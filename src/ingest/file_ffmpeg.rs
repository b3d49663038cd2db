//! Local video file source using FFmpeg.
//!
//! Frames are decoded in presentation order, scaled to RGB24 and numbered
//! from zero. Timestamps come from the stream when present, otherwise from
//! the nominal frame rate.

use anyhow::{Context, Result};
use ffmpeg_next as ffmpeg;
use std::time::Duration;

use super::{nominal_timestamp, FrameSource, SourceStats};
use crate::frame::Frame;
use crate::PipelineError;

pub struct VideoSource {
    path: String,
    fps: u32,
    input: ffmpeg::format::context::Input,
    stream_index: usize,
    time_base: ffmpeg::Rational,
    decoder: ffmpeg::codec::decoder::Video,
    scaler: ffmpeg::software::scaling::Context,
    frame_count: u64,
    eof_sent: bool,
}

impl VideoSource {
    pub fn new(path: &str, fps: u32) -> Result<Self> {
        Self::open(path, fps).map_err(|e| PipelineError::decode(format!("{:#}", e)).into())
    }

    fn open(path: &str, fps: u32) -> Result<Self> {
        ffmpeg::init().context("initialize ffmpeg")?;
        let input = ffmpeg::format::input(&path)
            .with_context(|| format!("failed to open video '{}' with ffmpeg", path))?;
        let input_stream = input
            .streams()
            .best(ffmpeg::media::Type::Video)
            .ok_or_else(|| anyhow::anyhow!("{} has no video track", path))?;
        let stream_index = input_stream.index();
        let time_base = input_stream.time_base();
        let context = ffmpeg::codec::context::Context::from_parameters(input_stream.parameters())
            .context("load video decoder parameters")?;
        let decoder = context
            .decoder()
            .video()
            .context("open ffmpeg video decoder")?;

        let scaler = ffmpeg::software::scaling::context::Context::get(
            decoder.format(),
            decoder.width(),
            decoder.height(),
            ffmpeg::util::format::pixel::Pixel::RGB24,
            decoder.width(),
            decoder.height(),
            ffmpeg::software::scaling::flag::Flags::BILINEAR,
        )
        .context("create ffmpeg scaler")?;

        Ok(Self {
            path: path.to_string(),
            fps,
            input,
            stream_index,
            time_base,
            decoder,
            scaler,
            frame_count: 0,
            eof_sent: false,
        })
    }

    /// Pull one already-decoded frame out of the decoder, if any.
    fn receive(&mut self) -> Result<Option<Frame>> {
        let mut decoded = ffmpeg::frame::Video::empty();
        if self.decoder.receive_frame(&mut decoded).is_err() {
            return Ok(None);
        }
        let mut rgb_frame = ffmpeg::frame::Video::empty();
        self.scaler
            .run(&decoded, &mut rgb_frame)
            .context("scale frame to RGB")?;
        let (pixels, width, height) = frame_to_pixels(&rgb_frame)?;

        let index = self.frame_count;
        self.frame_count += 1;
        let timestamp = decoded
            .timestamp()
            .and_then(|pts| pts_to_duration(pts, self.time_base))
            .unwrap_or_else(|| nominal_timestamp(index, self.fps));
        Frame::new(index, timestamp, width, height, 3, pixels).map(Some)
    }

    fn decode_next(&mut self) -> Result<Option<Frame>> {
        if let Some(frame) = self.receive()? {
            return Ok(Some(frame));
        }
        if self.eof_sent {
            return Ok(None);
        }

        loop {
            let next = self
                .input
                .packets()
                .find(|(stream, _)| stream.index() == self.stream_index);
            let Some((_, packet)) = next else {
                break;
            };
            self.decoder
                .send_packet(&packet)
                .context("send packet to ffmpeg decoder")?;
            if let Some(frame) = self.receive()? {
                return Ok(Some(frame));
            }
        }

        self.decoder.send_eof().context("flush ffmpeg decoder")?;
        self.eof_sent = true;
        self.receive()
    }
}

impl FrameSource for VideoSource {
    fn name(&self) -> &str {
        "video"
    }

    fn connect(&mut self) -> Result<()> {
        log::info!(
            "VideoSource: opened {} ({}x{})",
            self.path,
            self.decoder.width(),
            self.decoder.height()
        );
        Ok(())
    }

    fn next_frame(&mut self) -> Result<Option<Frame>> {
        let index = self.frame_count;
        self.decode_next().map_err(|e| {
            if crate::pipeline_error(&e).is_some() {
                return e;
            }
            PipelineError::Decode {
                frame_index: Some(index),
                reason: format!("{}: {:#}", self.path, e),
            }
            .into()
        })
    }

    fn stats(&self) -> SourceStats {
        SourceStats {
            frames_produced: self.frame_count,
            location: self.path.clone(),
        }
    }
}

fn pts_to_duration(pts: i64, time_base: ffmpeg::Rational) -> Option<Duration> {
    if pts < 0 || time_base.denominator() == 0 {
        return None;
    }
    let micros = pts as i128 * time_base.numerator() as i128 * 1_000_000
        / time_base.denominator() as i128;
    u64::try_from(micros).ok().map(Duration::from_micros)
}

fn frame_to_pixels(frame: &ffmpeg::frame::Video) -> Result<(Vec<u8>, u32, u32)> {
    let width = frame.width();
    let height = frame.height();
    let row_bytes = (width as usize) * 3;
    let stride = frame.stride(0);
    let data = frame.data(0);

    if stride == row_bytes {
        let plane = data
            .get(..row_bytes * height as usize)
            .context("ffmpeg frame plane is truncated")?;
        return Ok((plane.to_vec(), width, height));
    }

    let mut pixels = Vec::with_capacity(row_bytes * height as usize);
    for row in 0..height as usize {
        let start = row * stride;
        let end = start + row_bytes;
        pixels.extend_from_slice(
            data.get(start..end)
                .context("ffmpeg frame row is out of bounds")?,
        );
    }

    Ok((pixels, width, height))
}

◇ ◇ ◇

Task requirements:
Find the lines above holding the word "into" and show them.

Final answer:
        Self::open(path, fps).map_err(|e| PipelineError::decode(format!("{:#}", e)).into())
            .into()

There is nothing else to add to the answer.